Кадзама снова подставляет даме руку, чтобы она смогла на нее опереться. Ее пальцы с неожиданной силой впиваются в него, и он кожей чувствует страх, охвативший в незнакомом месте эту незрячую пожилую даму.
Сойти по ступеням, свернуть направо, еще на одну ступеньку вверх, потом длинным коридором с красной ковровой дорожкой… И все это время Мицуко негромко посмеивается — слышатся ее короткие горловые смешки.
— Что ты, сестра?
— Этот господин… — тонкими пальчиками она прикрывает ровные зубы за приоткрытыми губами, — этот господин… от него пахнет яйцами из горячего источника. Вот здорово!
— Как можно, сестра… И тебе не стыдно?! Ужасно! — Ёсико легонько ударяет сестру по руке, но сама точно так же подносит ко рту ладошку, чтобы скрыть смех.
— Прошу вас, не стоит беспокоиться…
Кадзаму буквально в жар бросило, лоб взмок от пота.
Вот как круто переменилась его жизнь! Теперь в этой высокогорной гостинице среди высоченных снежных сугробов он ежедневно варит в горячем источнике яйца, и сам съедает два. Служа в рекламном агентстве, он душился одеколоном «О соваж» от Диора, но в этой дыре запала хватило всего на неделю.
— И вовсе не ужасно! Удивительно приятный серный запах. Мой муж… он уже пятнадцать лет как умер… рак легкого… он курил и всегда прикуривал от спичек. С молодых лет все спичками чиркал, — и Мицуко снова прикрывает рот ладошкой и тихо смеется. — Говорят, в земном нутре так пахнет… А как вас зовут?
— Кадзама.
— Вот оно как, Кадзама…
У стойки администратора Мицуко заявила Хёто, что хочет послать телеграмму. Хёто так и застыла с открытым ртом; Кадзама молча наблюдал, как Ёсико, ни слова не говоря, развела руками, а потом воздела их в молитвенном жесте и нахмурилась.
— Имя… Нестор, Нестор Брогард. Гостиница… Гостиница… ах, вылетело из головы! Гостиница… а эта как называется?
— Наша гостиница называется «Миноя».
— Вот-вот, «Миноя»! Именно так! Отель «Миноя», улица Кордова, 640… Буэнос-Айрес, Аргентина… Прошу простить за беспокойство… Неловко, право… но денежный перевод может задержаться… мне нужно телеграмму отправить.
Сцепив на животе руки в старческих жилах, Мицуко что-то живо втолковывает Хёто. Время от времени она выпрастывает руку из рукава своего вязаного костюма и указательным пальцем быстро по памяти пишет в воздухе, верно, поясняя служащей орфографию имени и адреса.

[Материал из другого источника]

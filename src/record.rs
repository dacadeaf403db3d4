use std::fs::File;
use std::io::Write;
use std::path::Path;

use serde::Serialize;

use crate::error::RecordError;
use crate::model::Sample;

pub const DEFAULT_RECORD_PATH: &str = "system_performance_data.csv";

pub const HEADER: [&str; 6] = [
    "Time (s)",
    "CPU Utilization (%)",
    "Memory Usage (%)",
    "NIC Sent (bytes)",
    "NIC Received (bytes)",
    "Simulated Power Consumption (W)",
];

#[derive(Serialize)]
struct Row {
    time: String,
    cpu: f64,
    memory: f64,
    sent: u64,
    received: u64,
    power: f64,
}

impl From<&Sample> for Row {
    fn from(s: &Sample) -> Self {
        Self {
            time: format!("{:.2}", s.elapsed_seconds),
            cpu: s.cpu_percent,
            memory: s.memory_percent,
            sent: s.bytes_sent,
            received: s.bytes_received,
            power: s.simulated_power_watts,
        }
    }
}

/// Append-only CSV sink, one row per sample, flushed as it goes.
///
/// Each row is encoded on its own and handed to the sink whole, so a row
/// whose write fails is gone rather than queued behind the next one.
pub struct RecordWriter<W: Write> {
    inner: W,
}

impl RecordWriter<File> {
    /// Create (or truncate) `path` and write the header row.
    pub fn create(path: impl AsRef<Path>) -> Result<Self, RecordError> {
        let file = File::create(path)?;
        Self::new(file)
    }
}

impl<W: Write> RecordWriter<W> {
    pub fn new(writer: W) -> Result<Self, RecordError> {
        let mut record = Self { inner: writer };
        let header = encode(|row| row.write_record(HEADER))?;
        record.put(&header)?;
        Ok(record)
    }

    pub fn write_sample(&mut self, sample: &Sample) -> Result<(), RecordError> {
        let line = encode(|row| row.serialize(Row::from(sample)))?;
        self.put(&line)
    }

    pub fn into_inner(self) -> W {
        self.inner
    }

    fn put(&mut self, line: &[u8]) -> Result<(), RecordError> {
        self.inner.write_all(line)?;
        self.inner.flush()?;
        Ok(())
    }
}

fn encode(
    write: impl FnOnce(&mut csv::Writer<Vec<u8>>) -> csv::Result<()>,
) -> Result<Vec<u8>, RecordError> {
    let mut row = csv::WriterBuilder::new()
        .has_headers(false)
        .from_writer(Vec::new());
    write(&mut row)?;
    row.into_inner().map_err(|e| RecordError::Io(e.into_error()))
}

#[cfg(test)]
pub(crate) mod tests {
    use std::io;

    use super::*;
    use crate::model::{Reading, Sample};

    /// In-memory sink whose `fail_on`-th write call (1-based) errors.
    pub(crate) struct FlakyWriter {
        pub(crate) buf: Vec<u8>,
        writes: usize,
        fail_on: usize,
    }

    impl FlakyWriter {
        pub(crate) fn failing_on(fail_on: usize) -> Self {
            Self {
                buf: Vec::new(),
                writes: 0,
                fail_on,
            }
        }

        pub(crate) fn text(&self) -> String {
            String::from_utf8(self.buf.clone()).unwrap()
        }
    }

    impl io::Write for FlakyWriter {
        fn write(&mut self, data: &[u8]) -> io::Result<usize> {
            self.writes += 1;
            if self.writes == self.fail_on {
                return Err(io::Error::new(io::ErrorKind::Other, "disk full"));
            }
            self.buf.extend_from_slice(data);
            Ok(data.len())
        }

        fn flush(&mut self) -> io::Result<()> {
            Ok(())
        }
    }

    fn sample(t: f64, cpu: f64) -> Sample {
        Sample::new(
            t,
            Reading {
                cpu_percent: cpu,
                memory_percent: 61.2,
                bytes_sent: 123_456,
                bytes_received: 7_890_123,
            },
        )
    }

    fn written(samples: &[Sample]) -> String {
        let mut w = RecordWriter::new(Vec::new()).unwrap();
        for s in samples {
            w.write_sample(s).unwrap();
        }
        String::from_utf8(w.into_inner()).unwrap()
    }

    #[test]
    fn empty_record_is_just_the_header() {
        assert_eq!(
            written(&[]),
            "Time (s),CPU Utilization (%),Memory Usage (%),NIC Sent (bytes),NIC Received (bytes),Simulated Power Consumption (W)\n"
        );
    }

    #[test]
    fn rows_follow_header_in_column_order() {
        let out = written(&[sample(1.004, 10.0), sample(2.019, 25.5)]);
        let lines: Vec<&str> = out.lines().collect();

        assert_eq!(lines.len(), 3);
        assert_eq!(lines[1], "1.00,10.0,61.2,123456,7890123,5.0");
        assert_eq!(lines[2], "2.02,25.5,61.2,123456,7890123,12.75");
    }

    #[test]
    fn failed_row_does_not_resurface_on_next_write() {
        // write 1 is the header, write 2 the first row
        let mut w = RecordWriter::new(FlakyWriter::failing_on(2)).unwrap();

        assert!(matches!(
            w.write_sample(&sample(1.0, 10.0)),
            Err(RecordError::Io(_))
        ));
        w.write_sample(&sample(2.0, 20.0)).unwrap();

        let out = w.into_inner().text();
        let lines: Vec<&str> = out.lines().collect();
        assert_eq!(lines.len(), 2);
        assert_eq!(lines[1], "2.00,20.0,61.2,123456,7890123,10.0");
    }
}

Распустив галстук-бабочку, так, что концы его болтаются у пояса, поникший Току сидит на стуле в служебке. Он цедит сквозь зубы сигаретный дым и тоненько выводит мелодию «Испытания».
— Что
действительно испытание для нас, так это — чертова «Сальвия». Свалились, понимаешь, на нашу голову! Неси, говорят, это… белое… Гадаю — что бы это могло быть? Вино, что ли, белое? Так бы и сказали.— «Бордолино»?

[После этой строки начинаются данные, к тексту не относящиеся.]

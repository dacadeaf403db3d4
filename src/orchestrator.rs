use std::thread;
use std::time::Duration;

use anyhow::{Context, Result};
use tracing::{error, info};

use crate::config::RunConfig;
use crate::cpu_stress::{self, WorkerPool};
use crate::metrics::SysinfoSource;
use crate::record::RecordWriter;
use crate::sampler::{RunReport, Sampler, SystemClock};
use crate::signal;

const IDLE_STEP: Duration = Duration::from_secs(1);

/// What a finished run leaves behind.
#[derive(Clone, Debug, PartialEq)]
pub struct RunOutcome {
    pub report: RunReport,
    pub workers_spawned: usize,
    pub workers_joined: usize,
}

/// Load every core, sample for the configured duration, report, then hold
/// the load until interrupted (unless `hold` is off).
pub fn run(config: &RunConfig) -> Result<RunOutcome> {
    println!("Starting load on {} cores.", config.workers);
    info!(workers = config.workers, pin = config.pin, "starting stress workers");

    let pool = cpu_stress::spawn_workers(config.workers, config.pin)
        .context("failed to start load generator")?;
    let workers_spawned = pool.len();

    let report = match sample(config) {
        Ok(report) => report,
        Err(e) => {
            error!(error = %e, "sampling failed, stopping workers");
            stop(pool);
            return Err(e);
        }
    };

    if config.hold {
        signal::install();
        info!("holding load; press Ctrl+C to stop");
        while !signal::interrupted() {
            thread::sleep(IDLE_STEP);
        }
        println!("Terminating CPU stress tests.");
    }

    let workers_joined = stop(pool);
    Ok(RunOutcome {
        report,
        workers_spawned,
        workers_joined,
    })
}

fn sample(config: &RunConfig) -> Result<RunReport> {
    let record = RecordWriter::create(&config.output)
        .with_context(|| format!("failed to create {}", config.output.display()))?;

    let mut sampler = Sampler::new(SysinfoSource::new(), SystemClock::start(), record);
    let report = sampler
        .run(&config.pacing, config.duration)
        .context("sampling produced no summary")?;

    info!(
        samples = report.summary.sample_count,
        output = %config.output.display(),
        "sampling complete"
    );
    Ok(report)
}

fn stop(pool: WorkerPool) -> usize {
    let spawned = pool.len();
    let joined = pool.shutdown();
    info!(spawned, joined, "stress workers stopped");
    joined
}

— Как же! В той комнате, где циновки, не пьют. Оказалось, белую доску! Спросишь зачем? Президент этой «Сальвии» надумал на доске одну из танцевальных фигур изобразить: быстрый поворот, пробежка…
Такую фигуру Кадзама запомнил еще по урокам Такэмуры, тот даже схему шагов тогда рисовал. Кадзаме все это показалось полным идиотизмом, и по дороге домой он скомкал рисунок и зашвырнул его под насыпь. А сколько часов он провел, наблюдая все эти шажки и повороты! От одного воспоминания тошно делалось.
— Видал эту странную старуху? Солнечные очки носит и, похоже, впала в детство.
— Солнечные очки? Мне не до того было. Там такой шум стоял, что заказы трудно расслышать.
— Только что телеграмму отбила. В Аргентину.
— В Аргентину?!
У Току глаза лезут на лоб, он роняет пепел с сигареты, которой размахивал в такт внутренней мелодии, под которую двигался даже сидя на стуле; ловким движением гитариста он стряхивает пепел со своего фрака.
— Ну, точно, ненормальная. Потрясающе! Ты бы ее на танец пригласил, то-то был бы восторг!
Току смеется собственной шутке, поблескивают серебряные коронки на коренных зубах.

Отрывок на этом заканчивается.